Pile un an après le très remarqué Underworld USA, le nouveau livre de James Ellroy, La malédiction Hilliker, paraîtra en France le 19 janvier 2011, comme d’ordinaire chez son éditeur Rivages.
Ce livre intimiste, dans la veine de Ma part d’ombre, dévoile les relations complexes d’Ellroy avec les femmes qui ont jalonné sa vie. Ce texte à part dans l’œuvre d’Ellroy a connu un accueil retentissant lors de sa parution cet été aux États-Unis.
Rivages (qui éditera également en février un inédit d’Elmore Leonard, La guerre du whisky) a dévoilé cette semaine une présentation extensive de l’ouvrage. La voici.

La malédiction Hilliker
Présentation de l’éditeur


« Ce livre m’a dévasté », dit James Ellroy à propos de La Malédiction Hilliker qu’il définit comme « un manifeste romantique ».
De la mère aux épouses et aux amantes, toute l’œuvre d’Ellroy procède du féminin et trouve sa source dans cette « malédiction » sur laquelle il s’expliquait déjà dans Ma part d’ombre : « Ma mère m’a donné ce cadeau et cette malédiction : l’obsession. »
C’est précisément le cœur de ce nouveau livre : l’obsession des femmes, sans lesquelles il se sent « désincarné ». La phrase d’ouverture, « Pour que les femmes m’aiment », énonce d’emblée le principe fondateur de la vie émotionnelle et créatrice d’Ellroy. Une phrase déjà prononcée par Don Crutchfied, double fictif de l’auteur, dans Underworld USA.
En six mouvements - « Elle », « Elles », « Cougar », « La Déesse », « La Pluie », « Elle » – Ellroy revisite les moments clés de ses relations avec les femmes, à commencer par la première d’entre toutes, sa mère Geneva Hilliker, objet de la « malédiction » qu’enfant il lança contre elle, souhaitant la voir morte.
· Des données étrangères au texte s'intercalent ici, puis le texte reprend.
//! Database operations for the `posts` and `highlights` child tables.

use chrono::{DateTime, Utc};
use sqlx::PgPool;

use crate::DbError;

/// A row from the `posts` table.
#[derive(Debug, Clone, sqlx::FromRow)]
pub struct PostRow {
    pub id: i64,
    pub blog_id: i64,
    pub platform_id: String,
    pub caption: Option<String>,
    pub media_type: String,
    pub like_count: Option<i32>,
    pub comment_count: Option<i32>,
    pub play_count: Option<i64>,
    pub thumbnail_url: Option<String>,
    pub taken_at: Option<DateTime<Utc>>,
    pub created_at: DateTime<Utc>,
}

/// A row from the `highlights` table.
#[derive(Debug, Clone, sqlx::FromRow)]
pub struct HighlightRow {
    pub id: i64,
    pub blog_id: i64,
    pub platform_id: String,
    pub title: Option<String>,
    pub media_count: Option<i32>,
    pub created_at: DateTime<Utc>,
}

/// A post as produced by the scraping adapter, ready for persistence.
#[derive(Debug, Clone)]
pub struct NewPost {
    pub platform_id: String,
    pub caption: Option<String>,
    pub media_type: String,
    pub like_count: Option<i32>,
    pub comment_count: Option<i32>,
    pub play_count: Option<i64>,
    pub thumbnail_url: Option<String>,
    pub taken_at: Option<DateTime<Utc>>,
}

#[derive(Debug, Clone)]
pub struct NewHighlight {
    pub platform_id: String,
    pub title: Option<String>,
    pub media_count: Option<i32>,
}

/// Upsert the scraped posts for a blog on `(blog_id, platform_id)`.
///
/// Re-scrapes refresh counters and the stored thumbnail in place; the
/// thumbnail only moves forward (a storage URL is never clobbered by a
/// missing one).
///
/// # Errors
///
/// Returns [`DbError::Sqlx`] if any statement fails.
pub async fn upsert_posts(pool: &PgPool, blog_id: i64, posts: &[NewPost]) -> Result<u64, DbError> {
    let mut written: u64 = 0;

    for post in posts {
        let result = sqlx::query(
            "INSERT INTO posts \
                 (blog_id, platform_id, caption, media_type, like_count, comment_count, \
                  play_count, thumbnail_url, taken_at) \
             VALUES ($1, $2, $3, $4, $5, $6, $7, $8, $9) \
             ON CONFLICT (blog_id, platform_id) DO UPDATE SET \
                 caption       = EXCLUDED.caption, \
                 media_type    = EXCLUDED.media_type, \
                 like_count    = EXCLUDED.like_count, \
                 comment_count = EXCLUDED.comment_count, \
                 play_count    = EXCLUDED.play_count, \
                 thumbnail_url = COALESCE(EXCLUDED.thumbnail_url, posts.thumbnail_url), \
                 taken_at      = EXCLUDED.taken_at",
        )
        .bind(blog_id)
        .bind(&post.platform_id)
        .bind(&post.caption)
        .bind(&post.media_type)
        .bind(post.like_count)
        .bind(post.comment_count)
        .bind(post.play_count)
        .bind(&post.thumbnail_url)
        .bind(post.taken_at)
        .execute(pool)
        .await?;

        written += result.rows_affected();
    }

    Ok(written)
}

/// Replace the highlight set for a blog with the scraped one.
///
/// # Errors
///
/// Returns [`DbError::Sqlx`] if any statement fails.
pub async fn replace_highlights(
    pool: &PgPool,
    blog_id: i64,
    highlights: &[NewHighlight],
) -> Result<(), DbError> {
    let mut tx = pool.begin().await?;

    sqlx::query("DELETE FROM highlights WHERE blog_id = $1")
        .bind(blog_id)
        .execute(&mut *tx)
        .await?;

    for highlight in highlights {
        sqlx::query(
            "INSERT INTO highlights (blog_id, platform_id, title, media_count) \
             VALUES ($1, $2, $3, $4)",
        )
        .bind(blog_id)
        .bind(&highlight.platform_id)
        .bind(&highlight.title)
        .bind(highlight.media_count)
        .execute(&mut *tx)
        .await?;
    }

    tx.commit().await?;

    Ok(())
}

/// Recent posts for a blog, newest first.
///
/// # Errors
///
/// Returns [`DbError::Sqlx`] if the query fails.
pub async fn list_posts_for_blog(
    pool: &PgPool,
    blog_id: i64,
    limit: i64,
) -> Result<Vec<PostRow>, DbError> {
    let rows = sqlx::query_as::<_, PostRow>(
        "SELECT id, blog_id, platform_id, caption, media_type, like_count, comment_count, \
                play_count, thumbnail_url, taken_at, created_at \
         FROM posts \
         WHERE blog_id = $1 \
         ORDER BY taken_at DESC NULLS LAST \
         LIMIT $2",
    )
    .bind(blog_id)
    .bind(limit)
    .fetch_all(pool)
    .await?;

    Ok(rows)
}

/// All highlights for a blog.
///
/// # Errors
///
/// Returns [`DbError::Sqlx`] if the query fails.
pub async fn list_highlights_for_blog(
    pool: &PgPool,
    blog_id: i64,
) -> Result<Vec<HighlightRow>, DbError> {
    let rows = sqlx::query_as::<_, HighlightRow>(
        "SELECT id, blog_id, platform_id, title, media_count, created_at \
         FROM highlights \
         WHERE blog_id = $1 \
         ORDER BY id",
    )
    .bind(blog_id)
    .fetch_all(pool)
    .await?;

    Ok(rows)
}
Trois mois plus tard, elle était assassinée. Après avoir vainement tenté de retrouver la trace de son meurtrier dans Ma part d’ombre, il entreprend ici une autre forme d’exorcisme : annuler la malédiction à travers la quête des autres femmes, passer de « Elle » à « Elles ». Les autres, ce sont les adolescentes sur lesquelles il fantasmait dans sa jeunesse, mais aussi des femmes mûres, réelles ou imaginées ; celle qui exerça une influence majeure sur lui, la journaliste Helen Knode, alias Cougar, puis « La Déesse » Joan, inspiratrice du personnage éponyme d’Underworld USA, et enfin, l’autre « Elle », la femme qui partage sa vie aujourd’hui. La boucle est bouclée.
Ellroy met son existence à nu dans un livre exceptionnel à tous égards. D’abord par la lucidité et l’honnêteté dont il fait preuve, la sincérité avec laquelle il parle de lui (y compris de sa dépression).
Mais ce qui frappe aussi, c’est sa capacité à éviter le piège du déballage racoleur grâce à une écriture sans équivalent. Il fait partie de ces créateurs qui métamorphosent leur vécu le plus intime en objet littéraire : Ellroy devient le personnage d’Ellroy. Il y parvient au moyen d’un style ramassé jusqu’à l’abstraction, qui soudain devient grave et élégiaque, transformant alors le récit en une déchirante confession, en un hommage aux femmes, en une œuvre palpitante de vie, remplie de contradictions folles et d’extraordinaires intuitions sur la nature féminine. Mélange de rigueur, de mysticisme et de sexualité, ce livre à la forme austère et au contenu électrique rassemble toutes les fulgurances et les faiblesses d’un homme hors du commun qui a mis sa vie tumultueuse au service de la littérature.

© Éditions Rivages, 2010

« La malédiction Hiliker » de James Ellroy, traduit de l’anglais (États-Unis) par Jean-Paul Gratias, éditions Rivages/Thriller, 20 €. Parution le 19 janvier 2011.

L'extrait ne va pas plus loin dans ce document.